PORTLAND, Maine — Owners of a high-traffic Rite Aid Pharmacy location in Portland want to demolish the drugstore currently there and replace it with one about 50 percent larger.
“This building has outlived its useful life,” Mark Sengelmann of ALPHAarchitects, representing store owner Skowhegan Plaza Limited Partnership said during a city Planning Board workshop Tuesday. “It’s about 7,000 square feet, and we want to build one that’s more than 11,000 square feet.”

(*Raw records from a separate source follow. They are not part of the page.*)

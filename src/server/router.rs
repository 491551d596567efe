//! HTTP router for the blocklist server

use std::collections::HashMap;
use std::sync::Arc;
use std::time::Instant;

use axum::{
    Extension, Json, Router,
    extract::{Query, State},
    http::{StatusCode, header},
    middleware,
    response::IntoResponse,
    routing::get,
};
use serde_json::json;
use tower_http::trace::TraceLayer;
use tracing::debug;

use super::auth::{EndpointGuard, guard_middleware};
use crate::blocklist::{RenderOptions, content_type, render};
use crate::config::{BlocklistConfig, BlocklistFormat};
use crate::decision::{DecisionCache, SyncTracker};
use crate::Result;

/// Shared state for handlers
pub struct AppState {
    /// Mirrored decisions
    pub cache: Arc<DecisionCache>,
    /// Outcome of the background sync
    pub sync: Arc<SyncTracker>,
    /// Authentication mode towards the authority (`cert` / `api_key`)
    pub auth_mode: &'static str,
}

/// Format served by one blocklist route
#[derive(Debug, Clone, Copy)]
struct Endpoint {
    format: BlocklistFormat,
}

/// Create the router
///
/// # Errors
///
/// Returns `Error::Config` if an endpoint's access rule cannot be resolved.
pub fn create_router(state: Arc<AppState>, blocklists: &[BlocklistConfig]) -> Result<Router> {
    let mut router = Router::new().route("/health", get(health_handler));

    for list in blocklists {
        let guard = Arc::new(EndpointGuard::from_config(&list.authentication)?);
        debug!(
            endpoint = %list.endpoint,
            format = ?list.format,
            auth = ?list.authentication.kind,
            "Registering blocklist"
        );
        router = router.merge(
            Router::new()
                .route(&list.endpoint, get(blocklist_handler))
                .route_layer(middleware::from_fn_with_state(guard, guard_middleware))
                .layer(Extension(Endpoint {
                    format: list.format,
                })),
        );
    }

    Ok(router.layer(TraceLayer::new_for_http()).with_state(state))
}

/// GET /health
async fn health_handler(State(state): State<Arc<AppState>>) -> impl IntoResponse {
    Json(json!({
        "status": "ok",
        "version": env!("CARGO_PKG_VERSION"),
        "auth": state.auth_mode,
        "decisions": state.cache.active(Instant::now()).len(),
        "sync": state.sync.status(),
    }))
}

/// GET <endpoint>
async fn blocklist_handler(
    State(state): State<Arc<AppState>>,
    Extension(endpoint): Extension<Endpoint>,
    Query(params): Query<HashMap<String, String>>,
) -> impl IntoResponse {
    let now = Instant::now();
    let options = RenderOptions::from_query(&params);
    let body = render(endpoint.format, state.cache.active(now), &options, now);
    (
        StatusCode::OK,
        [(header::CONTENT_TYPE, content_type(endpoint.format))],
        body,
    )
}
//! Local API connection: trust, identity, auth mode and the decision client

pub mod auth;
pub mod client;
pub mod failure;
pub mod health;
pub mod identity;
pub mod tls;

pub use auth::{ApiKey, AuthMode};
pub use client::{DecisionSource, LapiClient};
pub use health::{HealthProbe, HttpHealthProbe, Readiness, wait_until_ready};
pub use identity::ClientIdentity;
pub use tls::TrustRoots;
//! Classification of request failures against the authority.
//!
//! reqwest buries the rustls verdict several layers deep (reqwest → hyper
//! connector → `io::Error` → `rustls::Error`). `io::Error::source()` skips
//! its own payload, so the walk below also looks inside `io::Error::get_ref`.

use std::error::Error as StdError;
use std::io;
use std::time::Duration;

use rustls::{AlertDescription, CertificateError};

use crate::error::{Error, X509Reason};

/// Map a reqwest failure onto the crate's error taxonomy. `limit` is the
/// request timeout the client was built with.
#[must_use]
pub fn classify(err: reqwest::Error, limit: Duration) -> Error {
    if let Some(reason) = certificate_failure(&err) {
        return Error::TlsVerification(reason);
    }
    if let Some(alert) = peer_alert(&err) {
        return Error::TlsRejected(alert);
    }
    if err.is_timeout() {
        return Error::Timeout(limit, chain_message(&err));
    }
    if err.is_connect() {
        return Error::Transport(chain_message(&err));
    }
    Error::Http(err)
}

/// The certificate verification failure behind `err`, if any.
#[must_use]
pub fn certificate_failure(err: &(dyn StdError + 'static)) -> Option<X509Reason> {
    for e in chain(err) {
        if let Some(rustls::Error::InvalidCertificate(cert_err)) = as_rustls(e) {
            return Some(x509_reason(cert_err));
        }
    }
    // Fall back to the rendered messages in case a layer re-wrapped the
    // rustls error as text.
    let message = chain_message(err);
    if message.contains("UnknownIssuer") {
        return Some(X509Reason::UnknownAuthority);
    }
    if message.contains("invalid peer certificate") {
        return Some(X509Reason::Other(message));
    }
    None
}

/// A fatal alert sent by the authority during the handshake, typically
/// because it refused our client certificate.
fn peer_alert(err: &(dyn StdError + 'static)) -> Option<String> {
    chain(err).find_map(|e| match as_rustls(e) {
        Some(rustls::Error::AlertReceived(alert)) => Some(alert_text(*alert)),
        _ => None,
    })
}

fn x509_reason(err: &CertificateError) -> X509Reason {
    match err {
        CertificateError::UnknownIssuer => X509Reason::UnknownAuthority,
        CertificateError::Expired | CertificateError::NotValidYet => X509Reason::Expired,
        CertificateError::NotValidForName => X509Reason::NameMismatch("the requested host".into()),
        CertificateError::Revoked => X509Reason::Revoked,
        CertificateError::BadSignature => X509Reason::BadSignature,
        other => {
            let text = format!("{other:?}");
            if text.starts_with("ExpiredContext") || text.starts_with("NotValidYetContext") {
                X509Reason::Expired
            } else if text.starts_with("NotValidForNameContext") {
                X509Reason::NameMismatch("the requested host".into())
            } else {
                X509Reason::Other(text)
            }
        }
    }
}

fn alert_text(alert: AlertDescription) -> String {
    match alert {
        AlertDescription::UnknownCA => "unknown certificate authority".to_string(),
        AlertDescription::BadCertificate => "bad certificate".to_string(),
        AlertDescription::CertificateRequired => "certificate required".to_string(),
        AlertDescription::CertificateExpired => "expired certificate".to_string(),
        AlertDescription::CertificateRevoked => "revoked certificate".to_string(),
        AlertDescription::AccessDenied => "access denied".to_string(),
        other => format!("{other:?}"),
    }
}

fn as_rustls<'a>(e: &'a (dyn StdError + 'static)) -> Option<&'a rustls::Error> {
    if let Some(tls) = e.downcast_ref::<rustls::Error>() {
        return Some(tls);
    }
    e.downcast_ref::<io::Error>()
        .and_then(io::Error::get_ref)
        .and_then(|inner| inner.downcast_ref::<rustls::Error>())
}

fn chain<'a>(
    err: &'a (dyn StdError + 'static),
) -> impl Iterator<Item = &'a (dyn StdError + 'static)> {
    std::iter::successors(Some(err), |&e| {
        e.source().or_else(move || {
            e.downcast_ref::<io::Error>()
                .and_then(io::Error::get_ref)
                .map(|inner| inner as &(dyn StdError + 'static))
        })
    })
}

/// `outer: inner: innermost`, deduplicating layers that repeat their source.
fn chain_message(err: &(dyn StdError + 'static)) -> String {
    let mut parts: Vec<String> = Vec::new();
    for e in chain(err) {
        let text = e.to_string();
        if parts.last().is_some_and(|prev| prev.contains(&text)) {
            continue;
        }
        parts.push(text);
    }
    parts.join(": ")
}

Sengelmann wrote in his application to the city Planning Department that, as a result of Rite Aid corporate store layout requirements, “our footprint is locked in as a standard 86-foot-4-inch-by-130-feet-6-inch rectangle with a corner entry.”
The architect told the board Tuesday developers plan to build two-thirds of the new building while leaving the current store open for business.
“Rite Aid doesn’t want to lose its pharmacy clients,” Sengelmann said. “They’re afraid they’ll go elsewhere if they can’t get what they need at this site for an extended [construction] period.”
The pharmacy is in a high-traffic and high-visibility location, with more than 850 vehicles on average passing by the .8-acre Congress Street spot during the peak hour starting at 4:30 p.m., with nearly 60 cars and 26 pedestrians patronizing the store during that time.
The 24-foot-high largely brick building will feature large windows and a vegetation bed along Congress Street. It will replace a relatively nondescript one-story structure that was constructed in 1941.
“The existing Rite Aid building has been an eyesore for some many years,” Planning Board member Jack Soley said.
“We’re really excited about the improvements this building is going to make to Congress Street,” Sengelmann told the board.
“I think it’s really an improvement over what’s there now,” said board member Bill Hall. “I think it’ll fit into the neighborhood better.”
Some area residents told the board they worried about plans to move the driveway from the east side of the property to the west, as it will no longer line up across from Dow Street, and about a possible increase in crime at the newly created back parking lot.
“We just want to make sure it’s clean,” said Keri Lord, who told the board she has lived in a building behind the Rite Aid site for 35 years. “We’re really concerned about lighting back there.”
Others expressed concerns Tuesday about how the adjacent — but privately owned — Deering Lane might be affected by the additional traffic or construction trucks.
Tuesday’s board discussion of the project was in a workshop setting, so no votes were taken. Board chairman Stuart O’Brien instructed the developers to consider the public’s questions and concerns when putting together their proposal for official approval at a later date.